A veces, me he puesto a imaginar las terribles escenas que nos cuenta el libro de Daniel, como la de hoy en la primera lectura, ya sé que son escenas de un libro apocalíptico y que tienen su propia finalidad, pero precisamente por eso tenemos que reflexionar sobre esas escenas.

En medio de un banquete, ante el asombro del Rey Baltasar y todos sus acompañantes, aparecieron los dedos de una mano que se pusieron a escribir sobre la pared del palacio. Ellos que bebían y disfrutaban profanando los vasos sagrados quedaron impresionado por la visión, pero no lograban entender las palabras.

Daniel es llamado para interpretarlas y descifrar su mensaje. Contado, pesado y dividido eran las enigmáticas palabras y claro que se referían concretamente a la situación del poderoso Rey Baltasar, pero también podemos hacer una interpretación y aplicárnosla a cada uno de nosotros.

Si nuestros días están contados, si no somos eternos, si estamos de paso, ¿Por qué no vivir con desapego y libertad frente a los bienes del mundo? ¿Por qué nos limitan tantas ambiciones?

Pesado. La balanza de Dios, tiene como gran finalidad medir nuestras obras a favor de los más necesitados. Cristo mismo nos dice que el juicio será sobre lo que hayamos hecho por Él, pero en la persona de los pequeños e insignificantes. ¿Cuánto pesarán esas obras que parecen desconocidas, hechas a favor de los que no cuentan para los ojos del mundo?

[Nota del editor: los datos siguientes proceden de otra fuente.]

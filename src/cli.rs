use anyhow::{Context, Result};
use colored::Colorize;
use serde::Serialize;
use std::collections::BTreeSet;
use std::path::Path;
use std::sync::atomic::AtomicBool;
use std::sync::Arc;
use tracing::info;

use crate::{
    cli_types::{BuildArgs, DumpArgs, InfoArgs, QueryArgs},
    config::IndexerConfig,
    fingerprint::Fingerprint,
    index::{BuildSummary, Indexer, ProgressEvent},
    parser::literal::unescape,
    query::QueryEngine,
    storage::{open_store, IndexStore, OpenMode},
    types::{display_bytes, IndexEntry, Occurrence},
    ui::UIManager,
};

#[derive(Debug, Serialize)]
struct EntryOutput<'a> {
    fingerprint: String,
    text: String,
    occurrences: Vec<&'a Occurrence>,
}

impl<'a> EntryOutput<'a> {
    fn new(fingerprint: Fingerprint, text: &[u8], occurrences: impl IntoIterator<Item = &'a Occurrence>) -> Self {
        Self {
            fingerprint: fingerprint.to_string(),
            text: display_bytes(text),
            occurrences: occurrences.into_iter().collect(),
        }
    }
}

pub struct CliApp {
    config: IndexerConfig,
    verbose: bool,
    ui: UIManager,
    cancel: Arc<AtomicBool>,
}

impl CliApp {
    pub fn new(config: IndexerConfig, verbose: bool, colors_enabled: bool) -> Result<Self> {
        let config = config.normalized().context("Invalid configuration")?;
        info!("Using index {} ({:?})", config.database.display(), config.backend);

        Ok(Self {
            config,
            verbose,
            ui: UIManager::new(colors_enabled),
            cancel: Arc::new(AtomicBool::new(false)),
        })
    }

    pub fn config(&self) -> &IndexerConfig {
        &self.config
    }

    /// Flag that stops a running build after the files in flight.
    pub fn cancel_flag(&self) -> Arc<AtomicBool> {
        Arc::clone(&self.cancel)
    }

    pub async fn build(&self, args: BuildArgs) -> Result<BuildSummary> {
        let mut config = self.config.clone();
        args.apply_to(&mut config);
        let config = config.normalized().context("Invalid build options")?;

        self.ui.print_header("Build");
        self.ui.print_info(&format!(
            "Indexing {} into {}",
            args.root.display(),
            config.database.display()
        ));
        self.ui.print_info(&format!(
            "Adjacent literals: {} (change with --concat)",
            config.concatenation.as_str()
        ));
        if self.verbose {
            self.ui.print_info(&format!("Extensions: {}", config.extensions.join(", ")));
            self.ui.print_info(&format!("Workers: {}", config.worker_count()));
            if !config.exclude.is_empty() {
                self.ui.print_info(&format!("Exclude: {}", config.exclude.join(", ")));
            }
        }

        let ui = self.ui.clone();
        let cancel = Arc::clone(&self.cancel);
        let root = args.root.clone();
        let restart = args.restart;

        let summary = tokio::task::spawn_blocking(move || -> Result<BuildSummary> {
            let mut store = open_store(&config, OpenMode::ReadWrite)
                .with_context(|| format!("Failed to open index {}", config.database.display()))?;
            if restart {
                store.clear().context("Failed to clear index")?;
                ui.print_info("Cleared existing index");
            }

            let indexer = Indexer::new(config).with_cancel_flag(cancel);
            let bar = ui.create_build_progress(0);
            let result = indexer.build(&root, store.as_mut(), &mut |event| match event {
                ProgressEvent::Started { files } => bar.set_length(*files as u64),
                ProgressEvent::Indexed { path, .. } | ProgressEvent::Unchanged { path } => {
                    bar.set_message(short_name(path));
                    bar.inc(1);
                }
                ProgressEvent::Failed(_) => bar.inc(1),
                ProgressEvent::Saved => bar.println("index autosaved"),
            });
            bar.finish_and_clear();

            match result {
                Ok(summary) => {
                    store.close().context("Failed to close index")?;
                    Ok(summary)
                }
                Err(e) => {
                    // Keep what was committed before the failure.
                    let _ = store.close();
                    Err(anyhow::Error::new(e).context(format!("Failed to index {}", root.display())))
                }
            }
        })
        .await
        .context("Build task failed")??;

        self.print_build_summary(&summary);
        Ok(summary)
    }

    /// Look up one string; returns the number of occurrences printed.
    pub async fn query(&self, args: QueryArgs) -> Result<usize> {
        let store = self.open_reader()?;
        let engine = QueryEngine::for_store(store.as_ref())?;
        let ui = self.ui.clone().with_quiet(args.json);

        if args.hash {
            let fingerprint: Fingerprint = args.text.parse()?;
            let entries = engine.entries(fingerprint)?;
            let count = entries.iter().map(|e| e.occurrences.len()).sum();
            if args.json {
                let output: Vec<_> = entries
                    .iter()
                    .map(|e| EntryOutput::new(e.fingerprint, &e.text, &e.occurrences))
                    .collect();
                println!("{}", serde_json::to_string_pretty(&output)?);
            } else if entries.is_empty() {
                ui.print_warning(&format!("No strings with fingerprint {}", fingerprint));
            } else {
                for entry in &entries {
                    self.print_entry(entry);
                }
            }
            return Ok(count);
        }

        let text = if args.escaped {
            unescape(args.text.as_bytes())
        } else {
            args.text.into_bytes()
        };
        let fingerprint = engine.fingerprint(&text);
        let occurrences = engine.lookup(&text)?;

        if args.json {
            let output = EntryOutput::new(fingerprint, &text, &occurrences);
            println!("{}", serde_json::to_string_pretty(&output)?);
        } else if occurrences.is_empty() {
            ui.print_warning(&format!("\"{}\" was not found", display_bytes(&text)));
        } else {
            ui.print_success(&format!(
                "\"{}\" [{}]: {} occurrence(s)",
                display_bytes(&text),
                fingerprint,
                occurrences.len()
            ));
            self.print_occurrences(&occurrences);
        }
        Ok(occurrences.len())
    }

    /// Print every entry; returns how many were printed.
    pub async fn dump(&self, args: DumpArgs) -> Result<usize> {
        let store = self.open_reader()?;
        let entries = store.entries().context("Failed to read index")?;
        let limit = args.limit.unwrap_or(usize::MAX);

        let mut printed = 0;
        for entry in entries.iter().take(limit) {
            if args.json {
                let output = EntryOutput::new(entry.fingerprint, &entry.text, &entry.occurrences);
                println!("{}", serde_json::to_string(&output)?);
            } else {
                self.print_entry(entry);
            }
            printed += 1;
        }
        if !args.json && printed < entries.len() {
            self.ui
                .print_info(&format!("{} of {} entries shown", printed, entries.len()));
        }
        Ok(printed)
    }

    pub async fn info(&self, args: InfoArgs) -> Result<()> {
        let store = self.open_reader()?;
        let stats = store.stats().context("Failed to read index statistics")?;

        if args.json {
            println!("{}", serde_json::to_string_pretty(&stats)?);
            return Ok(());
        }

        self.ui.print_header("Index");
        println!("  {:<14} {}", "location", self.config.database.display());
        println!("  {:<14} {:?}", "backend", self.config.backend);
        println!("  {:<14} {}", "fingerprint", stats.algorithm);
        println!("  {:<14} {}", "files", stats.files);
        println!("  {:<14} {}", "strings", stats.entries);
        println!("  {:<14} {}", "fingerprints", stats.fingerprints);
        println!("  {:<14} {}", "collisions", stats.collisions);
        println!("  {:<14} {}", "functions", stats.functions);
        println!("  {:<14} {}", "occurrences", stats.occurrences);
        if let Ok(metadata) = std::fs::metadata(&self.config.database) {
            println!("  {:<14} {:.1} MiB", "size", metadata.len() as f64 / (1024.0 * 1024.0));
        }
        Ok(())
    }

    fn open_reader(&self) -> Result<Box<dyn IndexStore>> {
        open_store(&self.config, OpenMode::ReadOnly).with_context(|| {
            format!(
                "Failed to open index {} (run 'strdb build' first)",
                self.config.database.display()
            )
        })
    }

    fn print_build_summary(&self, summary: &BuildSummary) {
        if summary.cancelled {
            self.ui.print_warning("Build cancelled; files committed so far are kept");
        }
        self.ui.print_success(&format!(
            "Indexed {} of {} files ({} unchanged, {} failed) in {:.2?}",
            summary.files_indexed,
            summary.files_seen,
            summary.files_unchanged,
            summary.files_failed(),
            summary.elapsed
        ));
        self.ui.print_info(&format!(
            "{} literals collected, {} filtered, {} records committed",
            summary.literals_collected, summary.literals_filtered, summary.records_committed
        ));
        self.ui.print_info(&format!(
            "{:.1} files/s, {:.1} KB/s",
            summary.files_per_second(),
            summary.kilobytes_per_second()
        ));

        if !summary.failures.is_empty() {
            self.ui.print_header("Failures");
            for failure in &summary.failures {
                self.ui.print_warning(&failure.to_string());
            }
        }
    }

    fn print_entry(&self, entry: &IndexEntry) {
        println!(
            "{} \"{}\"",
            entry.fingerprint.to_string().dimmed(),
            entry.display_text().bold()
        );
        self.print_occurrences(&entry.occurrences);
    }

    fn print_occurrences(&self, occurrences: &BTreeSet<Occurrence>) {
        for occurrence in occurrences {
            println!(
                "    {}:{}  {}",
                occurrence.file,
                occurrence.line.to_string().cyan(),
                occurrence.function.green()
            );
        }
    }
}

fn short_name(path: &str) -> String {
    Path::new(path)
        .file_name()
        .map(|name| name.to_string_lossy().into_owned())
        .unwrap_or_else(|| path.to_string())
}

Finalmente la palabra dividido, aunque se refería de manera muy clara a las posesiones del Rey, también puede ser muy fácilmente aplicada a lo que pretendemos poseer nosotros. ¿A mano de quien van a parar nuestras posesiones cuando muramos? ¿Valieron la pena todos los sacrificios que hicimos por nuestras posesiones?

Si esta lectura nos lanza por el camino de una seria evaluación, el pasaje evangélica, por el contrario, nos anima para que nos sostengamos en la esperanza de los últimos tiempos. Aunque haya persecuciones, aunque existan traiciones, aunque parezca que estamos solos, si nos mantenemos firmes conseguiremos la vida porque el Señor camina con nosotros.

Martes de la XXXIV semana del tiempo ordinario

Lc 21,5-11

No busquemos aterrarnos mutuamente ni vivir en el miedo pensando en que el tiempo está cerca y ya se acaba la figura de este mundo con la venida del Justo Juez, Cristo. Y no es así porque El mismo nos lo acaba de decir: no se dejen engañar. Porque vendrán muchos usurpando mi nombre y diciendo: «Yo soy» y «el tiempo está cerca». ¿Quiere Cristo que vivamos atemorizados? No.

Inquietudes de todos los tiempos son las que le presentan a Jesús, inquietudes que pueden disimularse, que pueden hacerse a un lado tratando de ignorarlas, pero que siempre estarán volviendo una y otra vez con insistencia: ¿Cuándo será el fin del mundo?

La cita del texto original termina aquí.